La dobló y se la guardó en el bolsillo de la camisa.
Permanecieron callados el resto del vuelo, pero Ru aún se sentía inquieta, nerviosa y muy muy viva. Hacía mucho tiempo que no se sentía tan viva. Más viva que cuando había visto nacer al bebé m’nong.
Regresaba al hogar de su infancia, a su familia, al pasado. Era como si Teddy lo supiera y hubiera aparecido para confirmar que su vida no eran solo personajes, tramas, ideas para libros que no podía escribir. Era real, innegablemente real y, por extensión, también Ru era real.
Se había fugado y había escapado de su propia vida durante un tiempo, pero Teddy Whistler —¡él, nada menos!— le había recordado que lo que ella tenía que hacer era vivir su vida.
Una vez que aterrizaron, Teddy le dijo:
—Norman Rockwell. Hacía pintura sentimental, ¿no? —Whistler se oponía a lo sentimental—. Amaba el arte por el arte.

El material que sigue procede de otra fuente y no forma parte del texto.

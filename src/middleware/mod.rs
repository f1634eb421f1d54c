//! Request logging middleware shared across HTTP-serving binaries.
//!
//! Per-IP rate limiting lives in `crate::query::rate_limit` instead, since
//! it shares the Redis connection the query cache and search projection
//! already hold open.

pub mod logging;

pub use logging::request_logging;
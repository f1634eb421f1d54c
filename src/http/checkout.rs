//! Checkout endpoints: `POST /orders/checkout/session`, `POST /orders/checkout/confirm`
//! (spec §6, §4.3).

use axum::{
    extract::{Extension, State},
    Json,
};
use serde::{Deserialize, Serialize};
use uuid::Uuid;

use crate::auth::models::Claims;
use crate::domain::Address;
use crate::error::AppError;

use super::routes::AppState;

#[derive(Debug, Deserialize)]
pub struct AddressOverride {
    pub street: String,
    pub city: String,
    pub postal_code: String,
    pub state: Option<String>,
    pub country: Option<String>,
}

#[derive(Debug, Deserialize)]
pub struct CreateCheckoutSessionRequest {
    pub address_override: Option<AddressOverride>,
}

#[derive(Debug, Serialize)]
pub struct CheckoutSessionDto {
    pub session_id: Uuid,
    pub total_amount: String,
    pub currency: String,
    pub expires_at: String,
}

/// `POST /orders/checkout/session`: snapshots the caller's cart into a
/// per-seller allocation and returns an ephemeral, TTL-bound session.
pub async fn create_checkout_session(
    State(state): State<AppState>,
    Extension(claims): Extension<Claims>,
    Json(payload): Json<CreateCheckoutSessionRequest>,
) -> Result<Json<CheckoutSessionDto>, AppError> {
    let address = match payload.address_override {
        Some(a) => Address::new(a.street, a.city, a.postal_code, a.state, a.country)?,
        None => Address::new("Main St 1", "Aarhus", "8000", None, None)?,
    };

    let session = state
        .checkout_service
        .create_checkout_session(&claims.sub, address)
        .await?;

    Ok(Json(CheckoutSessionDto {
        session_id: session.session_id,
        total_amount: session.total_amount.amount.to_string(),
        currency: session.total_amount.currency,
        expires_at: session.expires_at.to_rfc3339(),
    }))
}

#[derive(Debug, Deserialize)]
pub struct ConfirmPaymentRequest {
    pub session_id: Uuid,
    #[allow(dead_code)]
    pub payment_method: String,
}

#[derive(Debug, Serialize)]
pub struct OrderDto {
    pub order_id: Uuid,
    pub status: String,
    pub total_amount: String,
    pub currency: String,
}

/// `POST /orders/checkout/confirm`: materializes an Order from the session,
/// settles payment, and transitions it Pending -> Paid.
pub async fn confirm_payment(
    State(state): State<AppState>,
    Extension(claims): Extension<Claims>,
    Json(payload): Json<ConfirmPaymentRequest>,
) -> Result<(axum::http::StatusCode, Json<OrderDto>), AppError> {
    let order = state
        .checkout_service
        .confirm_payment(payload.session_id, &claims.sub)
        .await?;

    Ok((
        axum::http::StatusCode::CREATED,
        Json(OrderDto {
            order_id: order.id,
            status: format!("{:?}", order.status),
            total_amount: order.total_amount.amount.to_string(),
            currency: order.total_amount.currency,
        }),
    ))
}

—En realidad la primera esposa de Rockwell quiso un matrimonio abierto y se divorció de él para casarse con un héroe de guerra. Luego se suicidó y su segunda esposa tuvo un montón de problemas mentales, de adicciones. Acudieron al célebre psicoanalista Erik Erikson. ¿Las etapas del desarrollo psicosocial? ¿Cursaste Introducción al Psicoanálisis?
—Sí.
—Bueno, no tuvieron la típica vida cómoda y segura del matrimonio perfecto con una casa perfecta. Nadie la tiene.
—Supongo que no.
Ru se quitó el cinturón de seguridad.
—¿Quieres que después te cuente cómo me ha ido? —Teddy le dio su tarjeta de visita—. Puedes llamarme o puedo llamarte yo.
Le dijo que no con la cabeza y no cogió la tarjeta.
—¿No quieres? ¿No te gustaría saber que ha sido un éxito? Si prefieres, te llamaré solo si tengo buenas noticias.
—El éxito es algo que está sobrevalorado.